The Company is cutting costs, slashing jobs, and refocusing on two developments instead of the three they were focused on over the course of the past year. The areas Kroeger wants to hone in on are called “egg precursor cell development”, which are immature egg cells in the lining of the ovaries. Their goal is to turn those immature egg cells into matured, new fertilizable eggs. The second treatment is called OvaTure. OvaTure’s goal is to fertilize the egg cells without injecting hormones. This idea is very interesting because without injecting hormones, some women would no longer have to suffer from drastic hormone swings and imbalances.
Finally, and most importantly regarding the restructuring is the elimination of certain costs of doing business. After firing half of the staff, OVAS saved around $10 Million on their balance sheets, which already carry an excess of cash compared to their Market Cap. This savings will ensure that OVAS’ cash reserves last into the first quarter of 2020. This is the definition of a slow cash burn, but more convincing is it seems to be a deliberate effort to reduce cash burn.
With the restructuring story clear in your head, let’s dig into the fundamentals to see how much value can be extracted. We’ll start with the ugly, because there’s plenty of it. OVAS has horrible margins, even compared to their industry they’re abysmal. With an operating margin of -13,010% and Net Margin of -13,227% it ranks OVAS lower than 93% of the companies in the industry. ROE comes in at -64.09% and ROA arrives at -57.82%. However, as bad as those numbers look, you have to take them in context.
Operating Margin, for instance, actually increased since last year, where it was, and this isn’t a typo, -25,992.42%. Net Margin increased from -26,432.85% in 2015. Although Gross Margin decreased from 2015 to 2016, looking at quarterly data suggests that more recent trends proved for the better. From December 16 to March 17, Gross Margin increased from -1,084.30% to -326.98%.
Moving on to Net Income, we’re also seeing trending improvements. Net Income in the last quarter of 2016 was -$82.26MM compared to the most recent quarter in 2017 of -$75.4MM. Cash levels have decreased since 2015 when it peaked at $126.66MM, and it now sits at $99.1MM, which is still more cash than its market cap. Free Cash Flow hasn’t increased that much since the last quarter, with an increase of around $2.6MM.

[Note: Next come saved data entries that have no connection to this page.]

/// Change the signed-in user's password
#[utoipa::path(
    put,
    path = "/password/update",
    tag = "Profile",
    request_body = UpdatePassword,
    responses(
        (status = 200, description = "Password changed", body = AuthResponse),
        (status = 400, response = BadRequestValidationResponse),
        (status = 401, response = UnauthorizedResponse),
        (status = 500, response = InternalServerErrorResponse)
    )
)]
async fn update_password<R: UserRepository>(
    State(state): SharedState<R>,
    claims: JwtClaims,
    ValidatedJson(input): ValidatedJson<UpdatePassword>,
) -> Result<Response, AppError> {
    let user = state
        .service
        .update_password(claims.user_id()?, input)
        .await?;
    start_session(&state, user, StatusCode::OK)
}

/// List every user (admin)
#[utoipa::path(
    get,
    path = "/admin/users",
    tag = "Admin",
    responses(
        (status = 200, description = "All users", body = Vec<UserResponse>),
        (status = 401, response = UnauthorizedResponse),
        (status = 403, response = ForbiddenResponse),
        (status = 500, response = InternalServerErrorResponse)
    )
)]
async fn list_users<R: UserRepository>(
    State(state): SharedState<R>,
    claims: JwtClaims,
) -> Result<Json<Vec<UserResponse>>, AppError> {
    claims.require_any_role(&[ADMIN])?;
    let users = state.service.list_users().await?;
    Ok(Json(users.into_iter().map(UserResponse::from).collect()))
}

/// Get a user by ID (admin)
#[utoipa::path(
    get,
    path = "/admin/users/{id}",
    tag = "Admin",
    params(
        ("id" = Uuid, Path, description = "User ID")
    ),
    responses(
        (status = 200, description = "User found", body = UserResponse),
        (status = 400, response = BadRequestUuidResponse),
        (status = 401, response = UnauthorizedResponse),
        (status = 403, response = ForbiddenResponse),
        (status = 404, response = NotFoundResponse),
        (status = 500, response = InternalServerErrorResponse)
    )
)]
async fn get_user<R: UserRepository>(
    State(state): SharedState<R>,
    claims: JwtClaims,
    UuidPath(id): UuidPath,
) -> Result<Json<UserResponse>, AppError> {
    claims.require_any_role(&[ADMIN])?;
    let user = state.service.get_user(id).await?;
    Ok(Json(user.into()))
}

/// Change a user's name, email and role (admin)
#[utoipa::path(
    put,
    path = "/admin/users/{id}",
    tag = "Admin",
    params(
        ("id" = Uuid, Path, description = "User ID")
    ),
    request_body = AdminUpdateUser,
    responses(
        (status = 200, description = "User updated", body = UserResponse),
        (status = 400, response = BadRequestValidationResponse),
        (status = 401, response = UnauthorizedResponse),
        (status = 403, response = ForbiddenResponse),
        (status = 404, response = NotFoundResponse),
        (status = 409, response = ConflictResponse),
        (status = 500, response = InternalServerErrorResponse)
    )
)]
async fn update_user<R: UserRepository>(
    State(state): SharedState<R>,
    claims: JwtClaims,
    UuidPath(id): UuidPath,
    ValidatedJson(input): ValidatedJson<AdminUpdateUser>,
) -> Result<Json<UserResponse>, AppError> {
    claims.require_any_role(&[ADMIN])?;
    let user = state.service.update_user_role(id, input).await?;
    Ok(Json(user.into()))
}
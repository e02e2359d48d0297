use thiserror::Error;

/// Errors produced while turning request parameters into a query.
#[derive(Debug, Clone, PartialEq, Eq, Error)]
pub enum QueryError {
    #[error("Invalid argument: {0}")]
    InvalidArgument(String),
}

impl QueryError {
    pub(crate) fn invalid(message: impl Into<String>) -> Self {
        QueryError::InvalidArgument(message.into())
    }
}

pub type QueryResult<T> = Result<T, QueryError>;
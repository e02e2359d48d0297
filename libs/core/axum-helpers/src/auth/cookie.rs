//! Session cookie helpers.

use axum::http::HeaderValue;

/// Name of the cookie carrying the session token.
pub const TOKEN_COOKIE: &str = "token";

/// `Set-Cookie` value that stores `token` for `max_age_secs`.
pub fn session_cookie(
    token: &str,
    max_age_secs: i64,
    secure: bool,
) -> Result<HeaderValue, axum::http::header::InvalidHeaderValue> {
    let secure_flag = if secure { " Secure;" } else { "" };
    HeaderValue::from_str(&format!(
        "{TOKEN_COOKIE}={token}; HttpOnly;{secure_flag} SameSite=Strict; Path=/; Max-Age={}",
        max_age_secs.max(0)
    ))
}

/// `Set-Cookie` value that expires the session cookie immediately.
pub fn clear_session_cookie(secure: bool) -> HeaderValue {
    if secure {
        HeaderValue::from_static("token=; HttpOnly; Secure; SameSite=Strict; Path=/; Max-Age=0")
    } else {
        HeaderValue::from_static("token=; HttpOnly; SameSite=Strict; Path=/; Max-Age=0")
    }
}

/// Value of cookie `name` in a `Cookie` header.
pub fn cookie_value(cookies: &str, name: &str) -> Option<String> {
    cookies.split(';').find_map(|cookie| {
        let (key, value) = cookie.trim().split_once('=')?;
        (key == name).then(|| value.to_string())
    })
}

OVAS has no debt, an EV-to-EBITDA of 0.52.
Taking a look at the daily charts, we can see the tremendous avalanche of price destruction that has taken place over the last year or so. However, what is interesting to note is the recent spike in buying starting at about last week (or the time the new CEO was brought on). The weekly chart is also close to depicting a buying signal, so I will be patiently watching this stock for a more advanced move. IT rose around 30% over the course of a couple of days before retreating close to 10% on trading day Friday. The price action dictates a safe entry point, and if I were to buy I would wait until around 1.90ish and set my stop around 1.00 – 1.10. This is the benefit of looking at distressed companies that the market deems worthless.
OVAS could be the opportunity to buy a dollar for $0.50. Like Michael Burry says, I would love to buy a volatile company worth a dollar that’s trading at $0.50 than a steady company worth a dollar trading at $1.10.